(Collected data entries)
■ ■ ■ ■ ■

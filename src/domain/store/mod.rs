//! Store domain - Sorted-set and counter abstraction

mod repository;

pub use repository::KeyValueStore;

#[cfg(test)]
pub use repository::mock::MockStore;
//! Rate limit configuration and decisions

use chrono::{DateTime, Utc};
use serde::{Deserialize, Serialize};


/// What the limiter does when the backing store fails
#[derive(Debug, Clone, Copy, PartialEq, Eq, Serialize, Deserialize, Default)]
#[serde(rename_all = "snake_case")]
pub enum FailurePolicy {
    /// Let the request through unlimited
    #[default]
    FailOpen,
    /// Surface the store error to the caller
    FailClosed,
}

impl std::fmt::Display for FailurePolicy {
    fn fmt(&self, f: &mut std::fmt::Formatter<'_>) -> std::fmt::Result {
        match self {
            Self::FailOpen => write!(f, "fail_open"),
            Self::FailClosed => write!(f, "fail_closed"),
        }
    }
}

/// Fixed-window (one UTC day) rate limit configuration
#[derive(Debug, Clone, PartialEq, Eq, Serialize, Deserialize)]
#[serde(default)]
pub struct RateLimitConfig {
    /// Whether rate limiting is enabled
    pub enabled: bool,
    /// Maximum requests per identifier per UTC day
    pub requests_per_day: u32,
    /// Prefix for counter keys
    pub key_prefix: String,
    /// Behavior when the store is unavailable
    pub failure_policy: FailurePolicy,
}

impl Default for RateLimitConfig {
    fn default() -> Self {
        Self {
            enabled: true,
            requests_per_day: 100,
            key_prefix: "blinkshot".to_string(),
            failure_policy: FailurePolicy::FailOpen,
        }
    }
}

impl RateLimitConfig {
    pub fn new(requests_per_day: u32) -> Self {
        Self {
            requests_per_day,
            ..Default::default()
        }
    }

    pub fn with_key_prefix(mut self, prefix: impl Into<String>) -> Self {
        self.key_prefix = prefix.into();
        self
    }

    pub fn with_failure_policy(mut self, policy: FailurePolicy) -> Self {
        self.failure_policy = policy;
        self
    }

    pub fn disabled(mut self) -> Self {
        self.enabled = false;
        self
    }
}

/// Outcome of a single rate limit check
#[derive(Debug, Clone, PartialEq, Eq)]
pub struct RateLimitDecision {
    /// Whether the request may proceed
    pub allowed: bool,
    /// Counter value after this check (0 when the store was not consulted)
    pub count: u64,
    /// Configured daily limit
    pub limit: u32,
    /// End of the current window
    pub reset_at: DateTime<Utc>,
    /// Set when the request was not counted: limiter disabled or store failed
    pub bypassed: bool,
}

impl RateLimitDecision {
    pub fn remaining(&self) -> u64 {
        u64::from(self.limit).saturating_sub(self.count)
    }
}
//! Domain layer - Core business logic and entities

pub mod error;
pub mod gallery;
pub mod image;
pub mod rate_limit;
pub mod store;

pub use error::DomainError;
pub use gallery::{GalleryItem, GalleryValidationError, StoredEntry};
pub use image::{ImageGenerator, ImageRequest};
pub use rate_limit::{FailurePolicy, RateLimitConfig, RateLimitDecision};
pub use store::KeyValueStore;
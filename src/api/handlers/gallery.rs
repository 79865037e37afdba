//! Gallery endpoint handlers

use axum::extract::State;
use tracing::debug;

use crate::api::state::AppState;
use crate::api::types::{ApiError, DeleteGalleryBody, GalleryImageBody, Json, SuccessResponse};
use crate::domain::GalleryItem;

/// GET /api/gallery
pub async fn list_gallery(
    State(state): State<AppState>,
) -> Result<Json<Vec<GalleryItem>>, ApiError> {
    let items = state.gallery_service.list().await?;
    debug!(count = items.len(), "Listed gallery");

    Ok(Json(items))
}

/// POST /api/gallery
pub async fn add_to_gallery(
    State(state): State<AppState>,
    Json(body): Json<GalleryImageBody>,
) -> Result<Json<SuccessResponse>, ApiError> {
    if body.prompt.trim().is_empty() || body.image_base64.trim().is_empty() {
        return Err(ApiError::bad_request("Missing required fields"));
    }

    state
        .gallery_service
        .append(&body.prompt, &body.image_base64)
        .await?;

    Ok(Json(SuccessResponse::ok()))
}

/// DELETE /api/gallery
pub async fn delete_from_gallery(
    State(state): State<AppState>,
    Json(body): Json<DeleteGalleryBody>,
) -> Result<Json<SuccessResponse>, ApiError> {
    if body.image_base64.trim().is_empty() {
        return Err(ApiError::bad_request("Missing imageBase64"));
    }

    state
        .gallery_service
        .delete_by_image_content(&body.image_base64)
        .await?;

    Ok(Json(SuccessResponse::ok()))
}
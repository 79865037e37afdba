//! Gallery domain - Archived images and their stored form

mod config;
mod entity;
mod validation;

pub use config::GalleryConfig;
pub use entity::{GalleryItem, StoredEntry};
pub use validation::{
    decode_image_base64, sanitize_filename, validate_prompt, GalleryValidationError,
};

/// Default number of items returned by a gallery listing
pub const DEFAULT_LIST_LIMIT: usize = 50;

/// Default sorted-set key holding the gallery
pub const DEFAULT_GALLERY_KEY: &str = "gallery";
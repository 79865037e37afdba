//! Image generation endpoint

use axum::{
    extract::State,
    http::{HeaderMap, HeaderName, HeaderValue},
    response::{IntoResponse, Response},
};
use tracing::debug;

use crate::api::middleware::client_identifier;
use crate::api::state::AppState;
use crate::api::types::{ApiError, GenerateImagesBody, Json};
use crate::domain::RateLimitDecision;
use crate::infrastructure::services::GenerationOutcome;

pub const RATE_LIMITED_MESSAGE: &str =
    "No requests left. Please add your own API key or try again in 24h.";

const LIMIT_HEADER: &str = "x-ratelimit-limit";
const REMAINING_HEADER: &str = "x-ratelimit-remaining";
const RESET_HEADER: &str = "x-ratelimit-reset";

/// POST /api/generateImages
pub async fn generate_images(
    State(state): State<AppState>,
    headers: HeaderMap,
    Json(body): Json<GenerateImagesBody>,
) -> Result<Response, ApiError> {
    debug!(iterative_mode = body.iterative_mode, "Generating image");

    let outcome = state
        .image_service
        .generate(body.into(), || client_identifier(&headers))
        .await?;

    match outcome {
        GenerationOutcome::Generated { image, rate_limit } => {
            let mut response = Json(image).into_response();
            if let Some(decision) = rate_limit.filter(|d| !d.bypassed) {
                insert_rate_limit_headers(response.headers_mut(), &decision);
            }
            Ok(response)
        }
        GenerationOutcome::RateLimited(decision) => Err(ApiError::rate_limited(RATE_LIMITED_MESSAGE)
            .with_header(LIMIT_HEADER, decision.limit.to_string())
            .with_header(REMAINING_HEADER, decision.remaining().to_string())
            .with_header(RESET_HEADER, decision.reset_at.timestamp().to_string())),
    }
}

fn insert_rate_limit_headers(headers: &mut HeaderMap, decision: &RateLimitDecision) {
    let values = [
        (LIMIT_HEADER, u64::from(decision.limit)),
        (REMAINING_HEADER, decision.remaining()),
        (RESET_HEADER, decision.reset_at.timestamp().max(0) as u64),
    ];

    for (name, value) in values {
        headers.insert(HeaderName::from_static(name), HeaderValue::from(value));
    }
}
//! Application services

mod gallery_service;
mod image_service;

pub use gallery_service::GalleryService;
pub use image_service::{GenerateImageRequest, GenerationOutcome, ImageGenerationService};
//! Infrastructure layer - External service implementations

pub mod image;
pub mod logging;
pub mod rate_limit;
pub mod services;
pub mod store;
//! Serve command - runs the HTTP server

use std::net::SocketAddr;

use clap::Args;
use tokio::net::TcpListener;
use tracing::info;

use crate::api::create_router_with_state;
use crate::config::AppConfig;
use crate::infrastructure::logging::init_logging;

#[derive(Debug, Args)]
pub struct ServeArgs {
    /// Address to bind, overrides `server.host`
    #[arg(long)]
    pub host: Option<String>,

    /// Port to bind, overrides `server.port`
    #[arg(long)]
    pub port: Option<u16>,
}

pub async fn run(args: ServeArgs) -> anyhow::Result<()> {
    dotenvy::dotenv().ok();

    let mut config = AppConfig::load()?;
    if let Some(host) = args.host {
        config.server.host = host;
    }
    if let Some(port) = args.port {
        config.server.port = port;
    }

    init_logging(&config.logging)?;

    let state = crate::create_app_state_with_config(&config).await?;
    let app = create_router_with_state(state);

    let addr = build_socket_addr(&config)?;
    info!(address = %addr, "Starting server");

    let listener = TcpListener::bind(addr).await?;
    axum::serve(listener, app)
        .with_graceful_shutdown(shutdown_signal())
        .await?;

    info!("Server stopped");
    Ok(())
}

fn build_socket_addr(config: &AppConfig) -> anyhow::Result<SocketAddr> {
    Ok(SocketAddr::from((
        config.server.host.parse::<std::net::IpAddr>()?,
        config.server.port,
    )))
}

async fn shutdown_signal() {
    if let Err(e) = tokio::signal::ctrl_c().await {
        tracing::error!(error = %e, "Failed to listen for shutdown signal");
        std::future::pending::<()>().await;
    }
    info!("Shutdown signal received");
}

■ ■ ■ ■ ■

Spot every line in the entries that includes the word "extract", and copy each one out.

use axum::extract::State;
    extract::State,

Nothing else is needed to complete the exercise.